Aktuelle Verfahren nach § 137h SGB V

  • Quelle: www.g-ba.de/bewertungsverfahren/verfahren-137h/38
  • Beschreibung: Bei einer Lebertransplantation soll das entnommene Organ während des Transports im „natürlichen“ Zustand gehalten werden, also auf Körpertemperatur und von Flüssigkeit durchströmt, um das Transplantationsergebnis zu verbessern.
  • Bewertungsergebnis: Bewertungsverfahren bei Redaktionsschluss noch nicht abgeschlossen.
  • Quelle: www.g-ba.de/bewertungsverfahren/verfahren-137h/46
  • Beschreibung: Bei Patientinnen und Patienten mit nichtoperablen, sog. lokal fortgeschrittenen Pankreastumoren (Bauchspeicheldrüsenkrebs) sollen in Ergänzung zu einer Chemotherapie mit radioaktivem Phosphor markierte „Mikropartikel“ in den Tumor eingebracht werden.
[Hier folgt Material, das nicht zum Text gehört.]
//! Dispatching prepared requests through an HTTP client.
//!
//! The console hands a [`PreparedRequest`] plus a method to the executor,
//! which resolves it against the configured server and sends it. Building
//! is kept separate from sending so request assembly is testable without
//! touching the network.

use http::Method;
use reqwest::multipart;
use std::collections::BTreeMap;
use std::time::Duration;
use url::Url;

use crate::config::SandboxConfig;
use crate::error::{SandboxError, SandboxResult};
use crate::request::{PreparedBody, PreparedRequest};

/// Sends prepared console requests.
#[derive(Debug, Clone, Default)]
pub struct RequestExecutor {
    client: reqwest::Client,
    default_headers: BTreeMap<String, String>,
}

impl RequestExecutor {
    /// An executor with a stock client and no default headers.
    pub fn new() -> Self {
        Self::default()
    }

    /// An executor wrapping an already-configured client.
    pub fn with_client(client: reqwest::Client) -> Self {
        Self {
            client,
            default_headers: BTreeMap::new(),
        }
    }

    /// Build an executor from host configuration: request timeout and
    /// default headers are applied here; the base URL stays with the
    /// caller (see [`SandboxConfig::base`]) so one executor can serve
    /// several servers.
    pub fn from_config(config: &SandboxConfig) -> SandboxResult<Self> {
        let mut builder = reqwest::Client::builder();
        if let Some(secs) = config.timeout_secs {
            builder = builder.timeout(Duration::from_secs(secs));
        }
        let client = builder.build()?;

        Ok(Self {
            client,
            default_headers: config.headers.clone(),
        })
    }

    /// Assemble a concrete HTTP request.
    ///
    /// The prepared URL is parsed as-is, or joined against `base` when one
    /// is given. Default headers go on first so the prepared ones override
    /// them. Multipart bodies get their content type (with boundary) from
    /// the client, which is why `prepare_request` leaves it unset.
    pub fn build(
        &self,
        method: Method,
        prepared: &PreparedRequest,
        base: Option<&Url>,
    ) -> SandboxResult<reqwest::Request> {
        let target = resolve_target(&prepared.url, base)?;
        let mut builder = self.client.request(method, target);

        for (name, value) in &self.default_headers {
            builder = builder.header(name, value);
        }
        for (name, value) in &prepared.headers {
            builder = builder.header(name, value);
        }

        builder = match &prepared.body {
            PreparedBody::Json(Some(text)) => builder.body(text.clone()),
            PreparedBody::Json(None) => builder,
            PreparedBody::Multipart(parts) => {
                let mut form = multipart::Form::new();
                for (name, value) in parts.iter().flatten() {
                    form = form.text(name.clone(), value.clone());
                }
                builder.multipart(form)
            }
            PreparedBody::Empty => builder,
        };

        builder.build().map_err(SandboxError::from)
    }

    /// Build and send the request.
    pub async fn send(
        &self,
        method: Method,
        prepared: &PreparedRequest,
        base: Option<&Url>,
    ) -> SandboxResult<reqwest::Response> {
        let request = self.build(method, prepared, base)?;
        tracing::info!(method = %request.method(), url = %request.url(), "dispatching sandbox request");

        self.client.execute(request).await.map_err(SandboxError::from)
    }
}

fn resolve_target(url: &str, base: Option<&Url>) -> SandboxResult<Url> {
    match base {
        Some(base) => base
            .join(url)
            .map_err(|err| SandboxError::InvalidUrl(format!("{url}: {err}"))),
        None => Url::parse(url).map_err(|err| SandboxError::InvalidUrl(format!("{url}: {err}"))),
    }
}

#[cfg(test)]
mod tests {
    use super::*;
    use http::header::CONTENT_TYPE;
    use std::collections::BTreeMap;

    fn prepared(url: &str, body: PreparedBody) -> PreparedRequest {
        PreparedRequest {
            url: url.to_string(),
            headers: BTreeMap::new(),
            body,
        }
    }

    #[test]
    fn test_build_absolute_url_without_base() {
        let executor = RequestExecutor::new();
        let request = executor
            .build(
                Method::GET,
                &prepared("https://api.example.com/users/42?a=1", PreparedBody::Empty),
                None,
            )
            .unwrap();

        assert_eq!(request.method(), Method::GET);
        assert_eq!(request.url().as_str(), "https://api.example.com/users/42?a=1");
        assert!(request.body().is_none());
    }

    #[test]
    fn test_build_joins_relative_url_against_base() {
        let executor = RequestExecutor::new();
        let base = Url::parse("https://api.example.com").unwrap();
        let request = executor
            .build(
                Method::GET,
                &prepared("/users/42%20x?a=1", PreparedBody::Empty),
                Some(&base),
            )
            .unwrap();

        assert_eq!(
            request.url().as_str(),
            "https://api.example.com/users/42%20x?a=1"
        );
    }

    #[test]
    fn test_build_relative_url_without_base_is_an_error() {
        let executor = RequestExecutor::new();
        let result = executor.build(Method::GET, &prepared("/users/42", PreparedBody::Empty), None);

        assert!(matches!(result, Err(SandboxError::InvalidUrl(_))));
    }

    #[test]
    fn test_build_applies_prepared_headers() {
        let executor = RequestExecutor::new();
        let mut request = prepared("https://api.example.com/pets", PreparedBody::Empty);
        request
            .headers
            .insert("Content-Type".to_string(), "application/json".to_string());
        request
            .headers
            .insert("X-Api-Key".to_string(), "secret".to_string());

        let built = executor.build(Method::POST, &request, None).unwrap();
        assert_eq!(
            built.headers().get(CONTENT_TYPE).and_then(|v| v.to_str().ok()),
            Some("application/json")
        );
        assert_eq!(
            built.headers().get("X-Api-Key").and_then(|v| v.to_str().ok()),
            Some("secret")
        );
    }

    #[test]
    fn test_prepared_headers_override_config_defaults() {
        let config = SandboxConfig::from_json(r#"{"headers": {"X-Api-Key": "default"}}"#).unwrap();
        let executor = RequestExecutor::from_config(&config).unwrap();

        let mut request = prepared("https://api.example.com/pets", PreparedBody::Empty);
        request
            .headers
            .insert("X-Api-Key".to_string(), "override".to_string());

        let built = executor.build(Method::GET, &request, None).unwrap();
        assert_eq!(
            built.headers().get("X-Api-Key").and_then(|v| v.to_str().ok()),
            Some("override")
        );
    }

    #[test]
    fn test_config_defaults_apply_when_not_overridden() {
        let config = SandboxConfig::from_json(r#"{"headers": {"X-Api-Key": "default"}}"#).unwrap();
        let executor = RequestExecutor::from_config(&config).unwrap();

        let built = executor
            .build(
                Method::GET,
                &prepared("https://api.example.com/pets", PreparedBody::Empty),
                None,
            )
            .unwrap();
        assert_eq!(
            built.headers().get("X-Api-Key").and_then(|v| v.to_str().ok()),
            Some("default")
        );
    }

    #[test]
    fn test_build_json_body_is_sent_verbatim() {
        let executor = RequestExecutor::new();
        let request = executor
            .build(
                Method::POST,
                &prepared(
                    "https://api.example.com/pets",
                    PreparedBody::Json(Some(r#"{"name": "rex"}"#.to_string())),
                ),
                None,
            )
            .unwrap();

        let bytes = request.body().and_then(|b| b.as_bytes()).unwrap();
        assert_eq!(bytes, br#"{"name": "rex"}"#);
    }

    #[test]
    fn test_build_declared_json_without_input_sends_no_body() {
        let executor = RequestExecutor::new();
        let request = executor
            .build(
                Method::POST,
                &prepared("https://api.example.com/pets", PreparedBody::Json(None)),
                None,
            )
            .unwrap();

        assert!(request.body().is_none());
    }

    #[tokio::test]
    async fn test_send_surfaces_build_errors_before_io() {
        let executor = RequestExecutor::new();
        let result = executor
            .send(Method::GET, &prepared("/relative", PreparedBody::Empty), None)
            .await;

        assert!(matches!(result, Err(SandboxError::InvalidUrl(_))));
    }

    #[test]
    fn test_build_multipart_sets_boundary_content_type() {
        let executor = RequestExecutor::new();
        let request = executor
            .build(
                Method::POST,
                &prepared(
                    "https://api.example.com/upload",
                    PreparedBody::Multipart(Some(vec![(
                        "note".to_string(),
                        "hello".to_string(),
                    )])),
                ),
                None,
            )
            .unwrap();

        let content_type = request
            .headers()
            .get(CONTENT_TYPE)
            .and_then(|v| v.to_str().ok())
            .unwrap();
        assert!(content_type.starts_with("multipart/form-data; boundary="));
    }
}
Diese Art der Strahlentherapie soll zu einer Verkleinerung des Tumors führen und eine anschließende operative Entfernung ermöglichen.
  • Bewertungsergebnis: Weder Nutzen noch Unwirksamkeit oder Schädlichkeit sind als belegt anzusehen. → Studie notwendig

  • Quelle: www.g-ba.de/bewertungsverfahren/verfahren-137h/41
  • Beschreibung: Bei Patientinnen und Patienten mit krampfartigen Verengungen in den Hirngefäßen (Vasospasmus) nach Gehirnblutung wird ein Medizinprodukt, der Stentretriever, in die betroffenen Arterien eingebracht, um diese aufzudehnen und dadurch eine Minderdurchblutung zu verhindern.
  • Bewertungsergebnis: Weder Nutzen noch Unwirksamkeit oder Schädlichkeit sind als belegt anzusehen. → Studie notwendig

  • Quelle: www.g-ba.de/bewertungsverfahren/verfahren-137h/9
  • Beschreibung: Bei Patientinnen mit Uterusmyomen (häufigster gutartiger Tumor bei Frauen) soll die Methode, die unter Ultraschallführung erfolgt, durch die Anwendung von Hochfrequenzenergie eine Verödung der Tumore erreichen und diese dadurch verkleinern. Damit sollen mit Myomen einhergehende Beschwerden, wie starke Regelblutung oder Schmerz, dauerhaft beseitigt werden.
  • Bewertungsergebnis: Weder Nutzen noch Unwirksamkeit oder Schädlichkeit sind als belegt anzusehen. → Studie notwendig

  • Quelle: www.g-ba.de/bewertungsverfahren/verfahren-137h/48
  • Beschreibung: Bei Patientinnen und Patienten mit Herzinsuffizienz (Herzschwäche) nach einem Herzinfarkt wird bei der Methode die linke Herzkammer durch ein spezielles Verankerungssystem verkleinert, um die ursprüngliche Funktion dieser wiederherzustellen.
  • Bewertungsergebnis: Verfahren ohne Bewertungsentscheidung beendet, da die formalen Voraussetzungen für ein Bewertungsverfahren gemäß § 137h SGB V nicht erfüllt waren.
  • Quelle: www.g-ba.de/bewertungsverfahren/verfahren-137h/47
  • Beschreibung: Bei medikamentös austherapierten und herkömmlich nicht operierbaren Patientinnen und Patienten mit Aortenklappenstenose (Verengung der Aortenklappe, die den Blutstrom aus dem Herzen behindert) und/oder Aortenklappeninsuffizienz (unzureichendes Schließen der Aortenklappe mit der Folge, dass das Blut aus der Hauptschlagader in die linke Herzkammer zurückfließt) wird über einen Katheter eine neue Aortenklappe mit einem speziellen Befestigungsmechanismus eingesetzt.
  • Bewertungsergebnis: Verfahren ohne Bewertungsentscheidung beendet, da die formalen Voraussetzungen für ein Bewertungsverfahren gemäß § 137h SGB V nicht erfüllt waren.
  • Quelle: www.g-ba.de/bewertungsverfahren/verfahren-137h/52
  • Beschreibung: Bei Patientinnen und Patienten mit vorliegender Verstopfung eines Blutgefäßes der Lunge (Lungenarterienembolie), soll das über einen Katheter eingebrachte Medizinprodukt die Verschlussursache, den sog. Thrombus, zerstören und dessen Bestandteile absaugen, sodass die Blutgefäßfunktion wiederhergestellt wird.
  • Bewertungsergebnis: Bewertungsverfahren bei Redaktionsschluss noch nicht abgeschlossen.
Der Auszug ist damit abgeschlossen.